NEW YORK - Some comments on a few selected races run over a busy holiday weekend:

Tom Fool Handicap

Speed figure makers know that, on occasion, races are run either so slow or so fast they must be treated differently from other races at the distance, even ones run immediately before or after the race in question.

This happens because of weird timing, or wind, or even track maintenance. Savvy New York horseplayers are particularly attuned to this. Ever notice how the sandy surface of Belmont Park suddenly becomes much faster after it has been heavily- watered before a big stakes race?

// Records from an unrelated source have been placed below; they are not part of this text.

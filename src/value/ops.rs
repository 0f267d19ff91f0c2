//! Operator application over values.
//!
//! Binary and unary operators are identified by small enums so an
//! [`Operation`](crate::pipeline::Operation) can carry them as data and
//! replay them on every re-evaluation. No operand validation happens ahead
//! of time; mismatches surface here, at application.

use std::cmp::Ordering;

use crate::error::{Error, Result};
use crate::value::Value;

// =============================================================================
// Operator enums
// =============================================================================

/// Binary operators a pipeline step can record.
#[derive(Debug, Clone, Copy, PartialEq, Eq)]
pub enum BinOp {
    Add,
    Sub,
    Mul,
    Div,
    FloorDiv,
    Mod,
    Pow,
    Eq,
    Ne,
    Lt,
    Le,
    Gt,
    Ge,
    And,
    Or,
    Xor,
    Shl,
    Shr,
}

impl BinOp {
    /// Operator spelling used in error messages and tracing.
    pub fn as_str(self) -> &'static str {
        match self {
            BinOp::Add => "+",
            BinOp::Sub => "-",
            BinOp::Mul => "*",
            BinOp::Div => "/",
            BinOp::FloorDiv => "//",
            BinOp::Mod => "%",
            BinOp::Pow => "**",
            BinOp::Eq => "==",
            BinOp::Ne => "!=",
            BinOp::Lt => "<",
            BinOp::Le => "<=",
            BinOp::Gt => ">",
            BinOp::Ge => ">=",
            BinOp::And => "&",
            BinOp::Or => "|",
            BinOp::Xor => "^",
            BinOp::Shl => "<<",
            BinOp::Shr => ">>",
        }
    }
}

/// Unary operators a pipeline step can record.
#[derive(Debug, Clone, Copy, PartialEq, Eq)]
pub enum UnOp {
    Neg,
    Not,
    Invert,
    Abs,
    Round,
}

impl UnOp {
    pub fn as_str(self) -> &'static str {
        match self {
            UnOp::Neg => "-",
            UnOp::Not => "not",
            UnOp::Invert => "~",
            UnOp::Abs => "abs",
            UnOp::Round => "round",
        }
    }
}

// =============================================================================
// Binary application
// =============================================================================

/// Apply a binary operator.
///
/// Arithmetic broadcasts elementwise when one side is a list (the moral
/// equivalent of the array ufunc path); strings support `+` (concat) and
/// `*` (repeat); comparisons work across the numeric tower and on strings.
pub fn binary(op: BinOp, lhs: &Value, rhs: &Value) -> Result<Value> {
    use BinOp::*;

    // Equality never type-errors.
    match op {
        Eq => return Ok(Value::Bool(loose_eq(lhs, rhs))),
        Ne => return Ok(Value::Bool(!loose_eq(lhs, rhs))),
        _ => {}
    }

    // Elementwise broadcast for arithmetic with one list side.
    if matches!(op, Add | Sub | Mul | Div | FloorDiv | Mod | Pow) {
        match (lhs, rhs) {
            (Value::List(a), Value::List(b)) if a.len() == b.len() => {
                let items = a
                    .iter()
                    .zip(b)
                    .map(|(x, y)| binary(op, x, y))
                    .collect::<Result<Vec<_>>>()?;
                return Ok(Value::List(items));
            }
            (Value::List(a), b) if b.as_f64().is_some() => {
                let items = a
                    .iter()
                    .map(|x| binary(op, x, b))
                    .collect::<Result<Vec<_>>>()?;
                return Ok(Value::List(items));
            }
            (a, Value::List(b)) if a.as_f64().is_some() => {
                let items = b
                    .iter()
                    .map(|y| binary(op, a, y))
                    .collect::<Result<Vec<_>>>()?;
                return Ok(Value::List(items));
            }
            _ => {}
        }
    }

    match op {
        Add => add(lhs, rhs),
        Sub => numeric(op, lhs, rhs, |a, b| a.checked_sub(b), |a, b| a - b),
        Mul => mul(lhs, rhs),
        Div => div(lhs, rhs),
        FloorDiv => floor_div(lhs, rhs),
        Mod => modulo(lhs, rhs),
        Pow => pow(lhs, rhs),
        Lt | Le | Gt | Ge => {
            let ord = compare(lhs, rhs).ok_or_else(|| mismatch(op, lhs, rhs))?;
            Ok(Value::Bool(match op {
                Lt => ord == Ordering::Less,
                Le => ord != Ordering::Greater,
                Gt => ord == Ordering::Greater,
                Ge => ord != Ordering::Less,
                _ => unreachable!(),
            }))
        }
        And | Or | Xor => bitwise(op, lhs, rhs),
        Shl | Shr => shift(op, lhs, rhs),
        Eq | Ne => unreachable!("handled above"),
    }
}

/// Equality across the numeric tower; other kinds use structural equality.
fn loose_eq(lhs: &Value, rhs: &Value) -> bool {
    match (lhs.as_f64(), rhs.as_f64()) {
        (Some(a), Some(b)) => a == b,
        _ => lhs == rhs,
    }
}

/// Three-way comparison where one exists: numeric tower, strings, bools,
/// and lists (lexicographic). Used by comparison operators and sorting.
pub fn compare(lhs: &Value, rhs: &Value) -> Option<Ordering> {
    match (lhs, rhs) {
        (Value::Int(a), Value::Int(b)) => Some(a.cmp(b)),
        (Value::Str(a), Value::Str(b)) => Some(a.cmp(b)),
        (Value::Bool(a), Value::Bool(b)) => Some(a.cmp(b)),
        (Value::List(a), Value::List(b)) => {
            for (x, y) in a.iter().zip(b) {
                match compare(x, y)? {
                    Ordering::Equal => continue,
                    other => return Some(other),
                }
            }
            Some(a.len().cmp(&b.len()))
        }
        _ => {
            let a = lhs.as_f64()?;
            let b = rhs.as_f64()?;
            a.partial_cmp(&b)
        }
    }
}

fn mismatch(op: BinOp, lhs: &Value, rhs: &Value) -> Error {
    Error::TypeMismatch {
        op: op.as_str(),
        lhs: lhs.kind(),
        rhs: rhs.kind(),
    }
}

/// Shared int/float arithmetic with int overflow falling back to float.
fn numeric(
    op: BinOp,
    lhs: &Value,
    rhs: &Value,
    int_op: impl Fn(i64, i64) -> Option<i64>,
    float_op: impl Fn(f64, f64) -> f64,
) -> Result<Value> {
    match (lhs, rhs) {
        (Value::Int(a), Value::Int(b)) => match int_op(*a, *b) {
            Some(v) => Ok(Value::Int(v)),
            None => Ok(Value::Float(float_op(*a as f64, *b as f64))),
        },
        _ => match (lhs.as_f64(), rhs.as_f64()) {
            (Some(a), Some(b)) => Ok(Value::Float(float_op(a, b))),
            _ => Err(mismatch(op, lhs, rhs)),
        },
    }
}

fn add(lhs: &Value, rhs: &Value) -> Result<Value> {
    match (lhs, rhs) {
        (Value::Str(a), Value::Str(b)) => Ok(Value::Str(format!("{a}{b}"))),
        (Value::List(a), Value::List(b)) => {
            let mut items = a.clone();
            items.extend(b.iter().cloned());
            Ok(Value::List(items))
        }
        _ => numeric(BinOp::Add, lhs, rhs, |a, b| a.checked_add(b), |a, b| a + b),
    }
}

fn mul(lhs: &Value, rhs: &Value) -> Result<Value> {
    match (lhs, rhs) {
        (Value::Str(s), Value::Int(n)) | (Value::Int(n), Value::Str(s)) => {
            Ok(Value::Str(s.repeat((*n).max(0) as usize)))
        }
        _ => numeric(BinOp::Mul, lhs, rhs, |a, b| a.checked_mul(b), |a, b| a * b),
    }
}

fn div(lhs: &Value, rhs: &Value) -> Result<Value> {
    match (lhs.as_f64(), rhs.as_f64()) {
        (Some(_), Some(b)) if b == 0.0 => Err(Error::DivisionByZero),
        // True division always yields a float, even for int operands.
        (Some(a), Some(b)) => Ok(Value::Float(a / b)),
        _ => Err(mismatch(BinOp::Div, lhs, rhs)),
    }
}

fn floor_div(lhs: &Value, rhs: &Value) -> Result<Value> {
    match (lhs, rhs) {
        (Value::Int(_), Value::Int(0)) => Err(Error::DivisionByZero),
        (Value::Int(a), Value::Int(b)) => Ok(Value::Int(a.div_euclid(*b))),
        _ => match (lhs.as_f64(), rhs.as_f64()) {
            (Some(_), Some(b)) if b == 0.0 => Err(Error::DivisionByZero),
            (Some(a), Some(b)) => Ok(Value::Float((a / b).floor())),
            _ => Err(mismatch(BinOp::FloorDiv, lhs, rhs)),
        },
    }
}

fn modulo(lhs: &Value, rhs: &Value) -> Result<Value> {
    match (lhs, rhs) {
        (Value::Int(_), Value::Int(0)) => Err(Error::DivisionByZero),
        (Value::Int(a), Value::Int(b)) => Ok(Value::Int(a.rem_euclid(*b))),
        _ => match (lhs.as_f64(), rhs.as_f64()) {
            (Some(_), Some(b)) if b == 0.0 => Err(Error::DivisionByZero),
            (Some(a), Some(b)) => Ok(Value::Float(a.rem_euclid(b))),
            _ => Err(mismatch(BinOp::Mod, lhs, rhs)),
        },
    }
}

fn pow(lhs: &Value, rhs: &Value) -> Result<Value> {
    match (lhs, rhs) {
        (Value::Int(a), Value::Int(b)) if *b >= 0 => {
            match u32::try_from(*b).ok().and_then(|e| a.checked_pow(e)) {
                Some(v) => Ok(Value::Int(v)),
                None => Ok(Value::Float((*a as f64).powf(*b as f64))),
            }
        }
        _ => match (lhs.as_f64(), rhs.as_f64()) {
            (Some(a), Some(b)) => Ok(Value::Float(a.powf(b))),
            _ => Err(mismatch(BinOp::Pow, lhs, rhs)),
        },
    }
}

fn bitwise(op: BinOp, lhs: &Value, rhs: &Value) -> Result<Value> {
    match (lhs, rhs) {
        (Value::Int(a), Value::Int(b)) => Ok(Value::Int(match op {
            BinOp::And => a & b,
            BinOp::Or => a | b,
            BinOp::Xor => a ^ b,
            _ => unreachable!(),
        })),
        (Value::Bool(a), Value::Bool(b)) => Ok(Value::Bool(match op {
            BinOp::And => *a && *b,
            BinOp::Or => *a || *b,
            BinOp::Xor => a != b,
            _ => unreachable!(),
        })),
        _ => Err(mismatch(op, lhs, rhs)),
    }
}

fn shift(op: BinOp, lhs: &Value, rhs: &Value) -> Result<Value> {
    match (lhs, rhs) {
        (Value::Int(a), Value::Int(b)) if *b >= 0 => {
            let shift = (*b).min(63) as u32;
            Ok(Value::Int(match op {
                BinOp::Shl => a.wrapping_shl(shift),
                BinOp::Shr => a.wrapping_shr(shift),
                _ => unreachable!(),
            }))
        }
        _ => Err(mismatch(op, lhs, rhs)),
    }
}

// =============================================================================
// Unary application
// =============================================================================

/// Apply a unary operator.
pub fn unary(op: UnOp, value: &Value) -> Result<Value> {
    let fail = || Error::UnaryMismatch {
        op: op.as_str(),
        kind: value.kind(),
    };
    match op {
        UnOp::Neg => match value {
            // i64::MIN has no integer negation; fall back to float like
            // the binary arithmetic paths do on overflow.
            Value::Int(i) => Ok(match i.checked_neg() {
                Some(v) => Value::Int(v),
                None => Value::Float(-(*i as f64)),
            }),
            Value::Float(f) => Ok(Value::Float(-f)),
            Value::List(items) => Ok(Value::List(
                items
                    .iter()
                    .map(|v| unary(UnOp::Neg, v))
                    .collect::<Result<Vec<_>>>()?,
            )),
            _ => Err(fail()),
        },
        UnOp::Not => Ok(Value::Bool(!value.is_truthy())),
        UnOp::Invert => match value {
            Value::Int(i) => Ok(Value::Int(!i)),
            _ => Err(fail()),
        },
        UnOp::Abs => match value {
            Value::Int(i) => Ok(match i.checked_abs() {
                Some(v) => Value::Int(v),
                None => Value::Float((*i as f64).abs()),
            }),
            Value::Float(f) => Ok(Value::Float(f.abs())),
            _ => Err(fail()),
        },
        UnOp::Round => match value {
            Value::Int(i) => Ok(Value::Int(*i)),
            Value::Float(f) => Ok(Value::Int(f.round() as i64)),
            _ => Err(fail()),
        },
    }
}

// =============================================================================
// Tests
// =============================================================================

#[cfg(test)]
mod tests {
    use super::*;

    #[test]
    fn test_numeric_promotion() {
        assert_eq!(
            binary(BinOp::Add, &Value::Int(1), &Value::Float(2.5)).unwrap(),
            Value::Float(3.5)
        );
        assert_eq!(
            binary(BinOp::Mul, &Value::Int(3), &Value::Int(4)).unwrap(),
            Value::Int(12)
        );
    }

    #[test]
    fn test_true_division_yields_float() {
        assert_eq!(
            binary(BinOp::Div, &Value::Int(7), &Value::Int(2)).unwrap(),
            Value::Float(3.5)
        );
        assert_eq!(
            binary(BinOp::FloorDiv, &Value::Int(7), &Value::Int(2)).unwrap(),
            Value::Int(3)
        );
    }

    #[test]
    fn test_division_by_zero() {
        assert_eq!(
            binary(BinOp::Div, &Value::Int(1), &Value::Int(0)),
            Err(Error::DivisionByZero)
        );
        assert_eq!(
            binary(BinOp::Mod, &Value::Int(1), &Value::Int(0)),
            Err(Error::DivisionByZero)
        );
    }

    #[test]
    fn test_string_ops() {
        assert_eq!(
            binary(BinOp::Add, &Value::Str("ab".into()), &Value::Str("cd".into())).unwrap(),
            Value::Str("abcd".into())
        );
        assert_eq!(
            binary(BinOp::Mul, &Value::Str("ab".into()), &Value::Int(3)).unwrap(),
            Value::Str("ababab".into())
        );
    }

    #[test]
    fn test_list_broadcast() {
        let list = Value::List(vec![Value::Int(1), Value::Int(2), Value::Int(3)]);
        assert_eq!(
            binary(BinOp::Mul, &list, &Value::Int(2)).unwrap(),
            Value::List(vec![Value::Int(2), Value::Int(4), Value::Int(6)])
        );
        assert_eq!(
            binary(BinOp::Add, &Value::Int(10), &list).unwrap(),
            Value::List(vec![Value::Int(11), Value::Int(12), Value::Int(13)])
        );
    }

    #[test]
    fn test_comparisons() {
        assert_eq!(
            binary(BinOp::Lt, &Value::Int(1), &Value::Float(1.5)).unwrap(),
            Value::Bool(true)
        );
        assert_eq!(
            binary(BinOp::Eq, &Value::Int(2), &Value::Float(2.0)).unwrap(),
            Value::Bool(true)
        );
        assert_eq!(
            binary(BinOp::Ne, &Value::Str("a".into()), &Value::Int(1)).unwrap(),
            Value::Bool(true)
        );
    }

    #[test]
    fn test_type_mismatch_propagates() {
        assert!(matches!(
            binary(BinOp::Sub, &Value::Str("a".into()), &Value::Int(1)),
            Err(Error::TypeMismatch { .. })
        ));
    }

    #[test]
    fn test_neg_and_abs_of_min_int_promote_to_float() {
        assert_eq!(
            unary(UnOp::Neg, &Value::Int(i64::MIN)).unwrap(),
            Value::Float(-(i64::MIN as f64))
        );
        assert_eq!(
            unary(UnOp::Abs, &Value::Int(i64::MIN)).unwrap(),
            Value::Float((i64::MIN as f64).abs())
        );
        // In-range values stay integers.
        assert_eq!(
            unary(UnOp::Abs, &Value::Int(i64::MIN + 1)).unwrap(),
            Value::Int(i64::MAX)
        );
    }

    #[test]
    fn test_unary() {
        assert_eq!(unary(UnOp::Neg, &Value::Int(5)).unwrap(), Value::Int(-5));
        assert_eq!(
            unary(UnOp::Abs, &Value::Float(-2.5)).unwrap(),
            Value::Float(2.5)
        );
        assert_eq!(
            unary(UnOp::Round, &Value::Float(2.6)).unwrap(),
            Value::Int(3)
        );
        assert_eq!(
            unary(UnOp::Not, &Value::Str(String::new())).unwrap(),
            Value::Bool(true)
        );
        assert!(unary(UnOp::Invert, &Value::Float(1.0)).is_err());
    }
}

That said, I think Left Bank's track record performance of seven furlongs in 1:20.17 in last Thursday's Tom Fool at Belmont was a legitimately fast race. It looked like Affirmed Success, winner of the Carter two starts back, ran his race. He did finish nearly six lengths ahead of the well-regarded Summer Note at the wire. But at the finish, Affirmed Success was a little more than six lengths behind Left Bank. The obvious conclusion is that Left Bank ran out of his mind, and his performance was, in this instance, accurately reflected by the teletimer.

Suburban Handicap

There are few matters in horse racing more subjective than track bias. Identifying a real track bias is a lot like identifying qualified candidates for baseball's Hall of Fame: If you have to debate the issue, then you probably don't have a real track bias, or a true Hall of Famer.

A lot of people thought E Dubai's front-running victory in Saturday's Suburban Handicap at Belmont was a product of a speed-favoring track. I don't think that's fair to E Dubai. Sure, E Dubai was the fourth straight front-running winner on dirt that day, but one of those other front-runners was a 3-5 shot, another was an undefeated filly (Carson Hollow in the Prioress), and the first two winners on dirt Saturday came from off the pace.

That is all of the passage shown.